Лет так …дцать назад переступив порог прародительницы «Эхо столицы» — незабвенной «Эхо недели», первым, кого я увидела в редакции, был невысокий человек, с развевающимися седыми волосами, с блокнотом в одной руке и сигаретой в другой. Пыхнув сигаретным дымком, он резво пробежал мимо, крикнув на ходу приветствие. Именно пробежал, что не совсем согласовывалось с возрастом. Этим удивил, а позже удивлял и удивлял бесконечно, пунктирно раскрывая свою сложную, богатую на парадоксы биографию.
И куда только не забрасывала его судьба! Был первоклассным сыскарем где-то в Средней Азии, познал по чужому оговору и места не столь отдаленные… Обожал свою жену. Рассказывал: «Бывало, идем вместе: она — бывшая пловчиха, выше меня, статная, красивая, а рядом я – маленький, черненький. Люди оборачивались…» Среди множества эпитетов, которыми он ее называл, запомнилось «Хлебушка». Очевидно, для него, бывшего детдомовца, это было самым большим мерилом уважения, любви, значимости.
Он прибегал в редакцию, вкусно закуривал, вприкуску с крепким кофе, щурился: «Ну, как дела?» За формальным вопросом стояло неформальное участие. В конце лихих 90-х многие из нас переживали острую нехватку денег, и Василий Гаврильевич, или просто дядя Вася, часто выручал меня до зарплаты, являя редкую способность радоваться тому, что может помочь.
Журналисту, пишущему на острые темы, часто «светят» иски в суд. Вычитывая мои материалы на предмет судебной «неприкосновенности», он вольно или невольно стал первым учителем в моих тогда еще робких журналистских расследованиях. Нам еще не был знаком термин «журналист-расследователь», кем, несомненно, и был Василий Гоголев, успешно сочетающий умение качественно защищать в суде с умением писать. Эти две его ипостаси помогали и дополняли друг друга.
Пожалуй, ближе мы подружились, когда я уже работала в «Эхо столицы». В мир ворвались новые технологии: компьютеры, смешно вспомнить, пейджеры, которые поначалу казались нам чуть ли не верхом технической мысли. Он же стучал на старенькой печатной машинке, а то и вовсе писал от руки. Впрочем, как и я, но в новом «Эхе» он так и не прижился. Не потому что не пришелся ко двору – его публикации, как всегда, были актуальны и востребованы, но он скучал по старой редакции, бывшему коллективу, да и ко мне, очевидно, вначале потянулся, как к осколочку бывшего «Эха», позже разглядев родственную душу. Когда он приходил, мы подолгу зависали в курилке. Говорили «за жизнь», с жаром обсуждали материалы, иногда спорили. Юношеский максимализм, в конце концов, спотыкался о мудрость и жизненный опыт (в то время меня, мать троих детей, сложно было назвать юной, но максимализм-то оставался!) Впрочем, бывало и наоборот.

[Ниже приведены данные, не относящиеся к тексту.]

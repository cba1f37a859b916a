//! MongoDB Driver Result-Streaming Core
//!
//! This library implements the result-streaming core of a MongoDB driver:
//! the machinery that turns a server-side query into a locally iterable
//! sequence of documents, including the resumable change-stream variant.
//!
//! # Modules
//!
//! - `change_stream`: Resumable change-stream cursors over `$changeStream` aggregates
//! - `channel`: Command exchange contract with the wire layer
//! - `cursor`: Batched server-side cursors (`getMore`/`killCursors` lifecycle)
//! - `error`: Error types, server error codes, and retry/resume classification
//! - `find`: Find-request builder with freeze-on-execute semantics
//! - `options`: Shared option vocabulary (namespaces, read preferences, cursor modes)
//! - `retry`: Retryable execution of idempotent read operations
//! - `session`: Session state and forked binding handles
//!
//! # Example
//!
//! ```no_run
//! use bson::{doc, Document};
//! use mongodrv::change_stream::{watch, ChangeStreamOptions, ChangeStreamTarget};
//! use mongodrv::options::Namespace;
//! use mongodrv::session::Binding;
//! use tokio_util::sync::CancellationToken;
//!
//! async fn tail_events(binding: &Binding) -> mongodrv::Result<()> {
//!     let cancel = CancellationToken::new();
//!     let mut stream = watch::<Document>(
//!         binding,
//!         ChangeStreamTarget::Collection(Namespace::new("app", "events")),
//!         vec![doc! { "$match": { "operationType": "insert" } }],
//!         ChangeStreamOptions::default(),
//!         &cancel,
//!     )
//!     .await?;
//!
//!     loop {
//!         let event = stream.next(&cancel).await?;
//!         println!("{:?}", event);
//!     }
//! }
//! ```

pub mod change_stream;
pub mod channel;
pub mod cursor;
pub mod error;
pub mod find;
pub mod options;
pub mod retry;
pub mod session;

#[cfg(test)]
pub(crate) mod test_util;

// Re-export commonly used types
pub use change_stream::{watch, ChangeStreamCursor, ChangeStreamEvent};
pub use channel::{Channel, ChannelSource, ServerInfo};
pub use cursor::{BatchCursor, CursorBatch};
pub use error::{DriverError, Result, ServerError};
pub use find::{FindBuilder, FindSpec};
pub use options::{CursorType, Namespace, ReadPreference};
pub use session::{Binding, ServerSelector};

/// Library version
pub const VERSION: &str = env!("CARGO_PKG_VERSION");

/// Get library version string
///
/// # Returns
/// * `&str` - Version string
pub fn version() -> &'static str {
    VERSION
}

Как-то он попросил меня дописать до конца материал о парне, которого подозревали в убийстве. Основания были весьма невнятные – его фамилию назвал один из свидетелей, выдвинувший свою, довольно нелепую версию мотива преступления. За эту версию следствие из-за беспомощности и, очевидно, боязни, как бы дело не «заглухарилось», и ухватилось, несмотря на вроде бы железное алиби. Василий Гаврильевич предоставил мне все добытые им материалы, разжевал фабулу, на пальцах объяснил юридические заморочки запутанного дела и познакомил с парнем, который в то время вышел из СИЗО под залог.
Почему-то просьба дописать за него наполовину уже готовый материал меня совсем не удивила, хотя никогда раньше он мне ничего подобного не поручал. Я тогда, конечно, не могла даже представить, что это своеобразная эстафетная палочка, что через несколько дней его не станет, а публикация, подписанная двумя фамилиями, выйдет уже после его смерти…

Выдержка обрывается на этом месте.